If a line in the data below holds the word "utils", copy it.

» **DATA SHOWN**

* * * *

#[cfg(test)]
mod tests {
    use super::*;

    #[test]
    fn test_export_declarations() {
        let text = "export const a = 1\nexport async function useFoo() {}\nexport function* gen() {}\nexport interface Shape {}\nexport type Id = string\nexport enum Color { Red }\nexport class Box {}\nexport default function main() {}\nconst hidden = 1";
        let decls = export_declarations(text);
        let pairs: Vec<(&str, DeclarationKind)> =
            decls.iter().map(|d| (d.name.as_str(), d.kind)).collect();
        assert_eq!(
            pairs,
            vec![
                ("a", DeclarationKind::Const),
                ("useFoo", DeclarationKind::AsyncFunction),
                ("gen", DeclarationKind::Function),
                ("Shape", DeclarationKind::Interface),
                ("Id", DeclarationKind::Type),
                ("Color", DeclarationKind::Enum),
                ("Box", DeclarationKind::Class),
                ("main", DeclarationKind::Function),
            ]
        );
        assert_eq!(&text[decls[1].name_range.clone()], "useFoo");
    }

    #[test]
    fn test_store_definitions() {
        let text = "export const useCart = defineStore('cart', {})\ndefineStore(\"user-prefs\", () => {})\nexport const useLegacy = defineStore({ id: 'legacy', state: () => ({}) })";
        let defs = store_definitions(text);
        assert_eq!(defs.len(), 3);
        assert_eq!(defs[0].id, "cart");
        assert_eq!(defs[0].binding.as_deref(), Some("useCart"));
        assert_eq!(defs[0].offset, 0);
        assert_eq!(defs[1].id, "user-prefs");
        assert_eq!(defs[1].binding, None);
        assert_eq!(defs[2].id, "legacy");
        assert!(defines_store(text));
        assert!(!defines_store("// defineStore is mentioned only"));
    }

    #[test]
    fn test_use_store_calls() {
        let text = "const s = useStore('cart')";
        let calls = use_store_calls(text);
        assert_eq!(calls.len(), 1);
        assert_eq!(calls[0].0, "cart");
        assert_eq!(&text[calls[0].1.clone()], "useStore");
    }

    #[test]
    fn test_anchors() {
        let sfc = "<template><div/></template>\n<script setup lang=\"ts\">\n</script>";
        assert_eq!(component_anchor(sfc), sfc.find("<script"));
        let options = "<script>\nexport default defineComponent({})\n</script>";
        assert_eq!(component_anchor(options), options.find("defineComponent"));
        assert_eq!(component_anchor("<template><p/></template>"), Some(0));
        assert_eq!(component_anchor("plain text"), None);

        assert_eq!(plugin_anchor("export default defineNuxtPlugin(() => {})"), Some(15));
        assert_eq!(middleware_anchor("export default () => {}"), Some(0));
        assert_eq!(layout_anchor("<template><slot/></template>"), Some(0));
    }

    #[test]
    fn test_provide_keys_and_directives() {
        let text = r#"
export default defineNuxtPlugin((nuxtApp) => {
  nuxtApp.provide('hello', (n) => `Hello ${n}`)
  nuxtApp.vueApp.directive('focus', { mounted: (el) => el.focus() })
  const api = createApi()
  return {
    provide: {
      api,
      'quoted-key': 1,
      notify(msg) { console.log(msg) },
      async fetchAll() {},
      nested: { inner: 1 },
      ...extra,
    }
  }
})
"#;
        assert_eq!(provide_call_keys(text), vec!["hello"]);
        assert_eq!(directive_names(text), vec!["focus"]);
        assert_eq!(
            provide_object_keys(text),
            vec!["api", "quoted-key", "notify", "fetchAll", "nested"]
        );
    }

    #[test]
    fn test_middleware_values() {
        let text = "definePageMeta({ middleware: ['auth', \"admin\"] })\ndefinePageMeta({ middleware: 'guest' })";
        let blocks = page_meta_blocks(text);
        assert_eq!(blocks.len(), 2);

        let first = middleware_values(text, blocks[0].clone());
        let names: Vec<&str> = first.iter().map(|v| v.value.as_str()).collect();
        assert_eq!(names, vec!["auth", "admin"]);
        assert_eq!(&text[first[0].range.clone()], "'auth'");

        let second = middleware_values(text, blocks[1].clone());
        assert_eq!(second[0].value, "guest");
        assert_eq!(&text[second[0].range.clone()], "'guest'");
    }

    #[test]
    fn test_pages_extend_blocks() {
        let text = r#"export default defineNuxtConfig({
  middleware: 'not-in-hook',
  hooks: {
    'pages:extend'(pages) {
      pages.push({ path: '/admin', meta: { middleware: ['admin'] } })
    }
  }
})"#;
        let blocks = pages_extend_blocks(text);
        assert_eq!(blocks.len(), 1);
        let values = middleware_values(text, blocks[0].clone());
        assert_eq!(values.len(), 1);
        assert_eq!(values[0].value, "admin");

        let arrow = "nuxt.hook('pages:extend', (pages) => { pages.push({ layout: 'wide' }) })";
        let blocks = pages_extend_blocks(arrow);
        assert_eq!(layout_values(arrow, blocks[0].clone())[0].value, "wide");
    }

    #[test]
    fn test_layout_patterns() {
        let text = "<template><NuxtLayout name=\"admin\">x</NuxtLayout><NuxtLayout /></template>\n<script setup>\ndefinePageMeta({ layout: 'custom' })\nsetPageLayout('other')\n</script>";
        let values = layout_values(text, 0..text.len());
        assert_eq!(values[0].value, "custom");
        assert_eq!(&text[values[0].range.clone()], "'custom'");

        let calls = set_page_layout_calls(text);
        assert_eq!(calls[0].value, "other");
        assert_eq!(&text[calls[0].range.clone()], "setPageLayout('other')");

        let tags = nuxt_layout_tags(text);
        assert_eq!(tags.len(), 2);
        assert_eq!(tags[0].1.as_deref(), Some("admin"));
        assert_eq!(tags[1].1, None);
        assert_eq!(&text[tags[1].0.clone()], "<NuxtLayout />");
    }

    #[test]
    fn test_import_statements() {
        let text = "import Default, { format as fmt, parse } from '~/utils/format'\nimport * as all from './all'\nimport type { Shape } from '@/types'\nconst lazy = import('../plugins/auth')\nimport './side-effect'";
        let imports = import_statements(text);
        assert_eq!(imports.len(), 3);
        assert_eq!(imports[0].default.as_deref(), Some("Default"));
        assert_eq!(
            imports[0].named,
            vec![
                ("format".to_string(), "fmt".to_string()),
                ("parse".to_string(), "parse".to_string())
            ]
        );
        assert_eq!(imports[0].source, "~/utils/format");
        let range = imports[0].named_range(text, "parse").unwrap();
        assert_eq!(&text[range], "parse");
        assert_eq!(imports[1].namespace.as_deref(), Some("all"));
        assert!(imports[2].type_only);

        let bare = bare_imports(text);
        let sources: Vec<&str> = bare.iter().map(|(s, _)| s.as_str()).collect();
        assert_eq!(sources, vec!["../plugins/auth", "./side-effect"]);
    }

    #[test]
    fn test_call_and_type_usages() {
        let text = "const a = useFoo()\nconst b = useFoo<number>()\nconst c = myuseFoo()\nconst d = useFooBar()\nlet x: Fmt = y as Fmt<T>; let z: FmtLong";
        let calls = call_usages(text, "useFoo");
        assert_eq!(calls.len(), 2);
        assert_eq!(&text[calls[0].clone()], "useFoo");

        let types = type_usages(text, "Fmt");
        assert_eq!(types.len(), 1);
    }

    #[test]
    fn test_word_occurrences() {
        let text = "fmt(fmtx, xfmt, fmt)";
        assert_eq!(word_occurrences(text, "fmt"), vec![0, 16]);
    }

    #[test]
    fn test_app_property_usages() {
        let text = "useNuxtApp().$hello('a')\nnuxtApp.$hello\nthis.$hello\nVue.prototype.$hello\napp.config.globalProperties.$hello\nother.$hello\nnuxtApp.$helloWorld";
        assert_eq!(app_property_usages(text, "hello").len(), 5);

        let destructured = "const { $hello, $api: client } = useNuxtApp()";
        let keys = destructured_app_keys(destructured);
        let names: Vec<&str> = keys.iter().map(|(k, _)| k.as_str()).collect();
        assert_eq!(names, vec!["hello", "api"]);
        assert_eq!(&destructured[keys[0].1.clone()], "$hello");
    }

    #[test]
    fn test_directive_usages() {
        let text = "<input v-focus v-focus-trap :v-focus=\"x\" v-focus=\"true\">";
        let ranges = directive_usages(text, "focus");
        assert_eq!(ranges.len(), 2);
        assert_eq!(&text[ranges[0].clone()], "v-focus");
    }

    #[test]
    fn test_component_tags() {
        let text = "<FooBar/>\n<foo-bar\n  :a=\"1\"\n/>\n<FooBarBaz />\n<LazyFooBar></LazyFooBar>";
        let names = vec!["FooBar".to_string(), "foo-bar".to_string(), "LazyFooBar".to_string()];
        let tags = component_tags(text, &names);
        let matched: Vec<&str> = tags.iter().map(|r| &text[r.clone()]).collect();
        assert_eq!(matched, vec!["<FooBar/>", "<foo-bar\n  :a=\"1\"\n/>", "<LazyFooBar>"]);
    }

    #[test]
    fn test_component_tags_with_quoted_angle_brackets() {
        let text = "<FooBar :show=\"count > 0\"\n  title='a > b'\n  label=\"x\" />\n<p>after</p>";
        let names = vec!["FooBar".to_string()];
        let tags = component_tags(text, &names);
        assert_eq!(tags.len(), 1);
        assert_eq!(
            &text[tags[0].clone()],
            "<FooBar :show=\"count > 0\"\n  title='a > b'\n  label=\"x\" />"
        );
    }
}
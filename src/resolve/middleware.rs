//! Route middleware references: page metadata and config route hooks.

use std::ops::Range;
use std::path::{Path, PathBuf};

use crate::io::{for_each_batched, read_all};
use crate::kind::DocumentKind;
use crate::patterns::{middleware_values, page_meta_blocks, pages_extend_blocks, FieldValue};
use crate::paths::relative_dir_segments;
use crate::project::CONFIG_FILE_NAMES;
use crate::resolve::{ReferenceLocation, ResolveContext, SymbolQuery};
use crate::text::LineIndex;

/// Whether `path` lives under a `pages` directory.
pub fn is_page_file(path: &Path, root: &Path) -> bool {
    relative_dir_segments(path, root).iter().any(|s| s == "pages")
}

/// Framework config files at the project root.
pub fn config_files(root: &Path) -> Vec<PathBuf> {
    CONFIG_FILE_NAMES
        .iter()
        .map(|name| root.join(name))
        .filter(|path| path.is_file())
        .collect()
}

/// References from `'pages:extend'` hooks in the config files, using
/// `values` to pull candidate names out of each hook body.
pub async fn config_hook_references<F>(
    ctx: &ResolveContext<'_>,
    name: &str,
    values: F,
) -> Vec<ReferenceLocation>
where
    F: Fn(&str, Range<usize>) -> Vec<FieldValue>,
{
    let mut locations = Vec::new();
    for file in read_all(&config_files(ctx.root), ctx.batch_size()).await {
        let lines = LineIndex::new(&file.text);
        for block in pages_extend_blocks(&file.text) {
            for value in values(&file.text, block) {
                if value.value == name {
                    locations.push(ReferenceLocation::from_range(&file.path, &lines, value.range));
                }
            }
        }
    }
    locations
}

pub async fn resolve_middleware(
    query: &SymbolQuery,
    ctx: &ResolveContext<'_>,
) -> Vec<ReferenceLocation> {
    let pages: Vec<PathBuf> = ctx
        .component_candidates(DocumentKind::Middleware)
        .await
        .into_iter()
        .filter(|path| is_page_file(path, ctx.root))
        .collect();

    let mut locations = Vec::new();
    for_each_batched(&pages, ctx.batch_size(), |file| {
        if !file.text.contains("definePageMeta") {
            return;
        }
        let lines = LineIndex::new(&file.text);
        for block in page_meta_blocks(&file.text) {
            for value in middleware_values(&file.text, block) {
                if value.value == query.name {
                    locations.push(ReferenceLocation::from_range(&file.path, &lines, value.range));
                }
            }
        }
    })
    .await;

    locations.extend(config_hook_references(ctx, &query.name, middleware_values).await);
    locations
}

#[cfg(test)]
mod tests {
    use super::*;

    #[test]
    fn test_is_page_file() {
        let root = Path::new("/p");
        assert!(is_page_file(Path::new("/p/pages/admin/index.vue"), root));
        assert!(!is_page_file(Path::new("/p/components/Page.vue"), root));
    }
}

* * * *

» **RESPONSE TO THIS EXERCISE**
        let text = "import Default, { format as fmt, parse } from '~/utils/format'\nimport * as all from './all'\nimport type { Shape } from '@/types'\nconst lazy = import('../plugins/auth')\nimport './side-effect'";
        assert_eq!(imports[0].source, "~/utils/format");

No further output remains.